Publication Date
1 April 2020
100 Years of Data is Not Enough to Establish Reliable Drought Thresholds
Drought research customarily uses statistics collected over a reference period to establish a threshold for declaring a region to be in a drought, or to estimate baseline return periods. Often these statistics involve quantile values from the tails of the distribution of reference period observations, such as 10th or even 1st percentile values. The length of the reference period is dictated by the available record length; often it is no longer than 50–100 years. Depending on the purpose for which the drought study is intended, the unit of time used as the averaging period for the hydrologic or meteorologic variables of interest is often as small as one month.

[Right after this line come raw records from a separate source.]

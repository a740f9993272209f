use std::collections::HashMap;

use sqlx::{Pool, Postgres};

use crate::{
    error::FoodgramError,
    pagination::{needs_recount, PageContext, PageQuery},
    schema::{Id, RecipePreviewRow, RecipeShort, Subscription, SubscriptionRow, UserProfile},
};

/// Newest recipes of each author, at most `limit` per author.
pub async fn list_recipe_previews(
    authors: &[Id],
    limit: Option<i64>,
    pool: &Pool<Postgres>,
) -> Result<Vec<RecipePreviewRow>, FoodgramError> {
    let rows: Vec<RecipePreviewRow> = sqlx::query_as(
        "
        SELECT author_id, id, name, image, cooking_time
        FROM (
            SELECT r.author_id, r.id, r.name, r.image, r.cooking_time,
                ROW_NUMBER() OVER (PARTITION BY r.author_id ORDER BY r.pub_date DESC, r.id DESC) AS position
            FROM recipes r
            WHERE r.author_id = ANY($1)
        ) previews
        WHERE $2::BIGINT IS NULL OR position <= $2
        ORDER BY author_id, position
    ",
    )
    .bind(authors)
    .bind(limit)
    .fetch_all(pool)
    .await?;

    Ok(rows)
}

/// Pairs followed authors with their previews. The follower never appears in
/// their own subscription list.
pub fn build_subscriptions(
    user_id: Id,
    rows: Vec<SubscriptionRow>,
    previews: Vec<RecipePreviewRow>,
    limit: Option<i64>,
) -> Vec<Subscription> {
    let mut preview_map: HashMap<Id, Vec<RecipeShort>> = HashMap::new();
    for preview in previews {
        preview_map
            .entry(preview.author_id)
            .or_default()
            .push(preview.into());
    }

    rows.into_iter()
        .filter(|row| row.id != user_id)
        .map(|row| {
            let mut recipes = preview_map.remove(&row.id).unwrap_or_default();
            if let Some(limit) = limit.and_then(|l| usize::try_from(l).ok()) {
                recipes.truncate(limit);
            }

            Subscription {
                author: UserProfile {
                    id: row.id,
                    email: row.email,
                    username: row.username,
                    first_name: row.first_name,
                    last_name: row.last_name,
                    is_subscribed: true,
                },
                recipes,
                recipes_count: row.recipes_count,
            }
        })
        .collect()
}

pub async fn list_subscriptions(
    user_id: Id,
    query: PageQuery,
    recipes_limit: Option<i64>,
    default_page_size: i64,
    pool: &Pool<Postgres>,
) -> Result<PageContext<Subscription>, FoodgramError> {
    let page_size = query.page_size(default_page_size);
    let offset = query.offset(page_size);

    let rows: Vec<SubscriptionRow> = sqlx::query_as(
        "
        SELECT u.id, u.email, u.username, u.first_name, u.last_name,
            (SELECT COUNT(*) FROM recipes r WHERE r.author_id = u.id) AS recipes_count,
            COUNT(*) OVER() AS count
        FROM follows f
        INNER JOIN users u ON u.id = f.author_id
        WHERE f.user_id = $1 AND f.author_id <> $1
        ORDER BY u.id
        LIMIT $2 OFFSET $3
    ",
    )
    .bind(user_id)
    .bind(page_size)
    .bind(offset)
    .fetch_all(pool)
    .await?;

    let total_count = match rows.first() {
        Some(row) => row.count,
        None if needs_recount(&rows, offset) => {
            sqlx::query_scalar(
                "SELECT COUNT(*) FROM follows WHERE user_id = $1 AND author_id <> $1",
            )
            .bind(user_id)
            .fetch_one(pool)
            .await?
        }
        None => 0,
    };
    let authors: Vec<Id> = rows.iter().map(|row| row.id).collect();
    let previews = list_recipe_previews(&authors, recipes_limit, pool).await?;

    Ok(PageContext::from_rows(
        build_subscriptions(user_id, rows, previews, recipes_limit),
        total_count,
        page_size,
        offset,
    ))
}

/// Subscription view of one author, as returned after subscribing.
pub async fn get_subscription(
    user_id: Id,
    author_id: Id,
    recipes_limit: Option<i64>,
    pool: &Pool<Postgres>,
) -> Result<Subscription, FoodgramError> {
    let row: Option<SubscriptionRow> = sqlx::query_as(
        "
        SELECT u.id, u.email, u.username, u.first_name, u.last_name,
            (SELECT COUNT(*) FROM recipes r WHERE r.author_id = u.id) AS recipes_count,
            1::BIGINT AS count
        FROM users u
        WHERE u.id = $1
    ",
    )
    .bind(author_id)
    .fetch_optional(pool)
    .await?;
    let row = row.ok_or(FoodgramError::DoesNotExist("User"))?;

    let previews = list_recipe_previews(&[author_id], recipes_limit, pool).await?;

    build_subscriptions(user_id, vec![row], previews, recipes_limit)
        .pop()
        .ok_or(FoodgramError::SelfFollow)
}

In this circumstance, percentile values are each based on at most 100 data points. We show here that the statistical uncertainty resulting from these small sample sizes for estimating the threshold value is sufficient to compromise many types of analysis. We provide formulae for calculating the statistical uncertainties caused by limited record lengths and for estimating the record length needed to achieve a specified level of accuracy in an analysis. Our results show that datasets of 100 years or less are approximately 1/10 the length needed to achieve the level of reliability required for many applications. We also summarize options for augmenting the historical record when the existing record length is not long enough to support analysis at the desired level of accuracy.
“100 Years Of Data Is Not Enough To Establish Reliable Drought Thresholds ”. 2020. Journal Of Hydrology X 7: 100052. doi:10.1016/j.hydroa.2020.100052.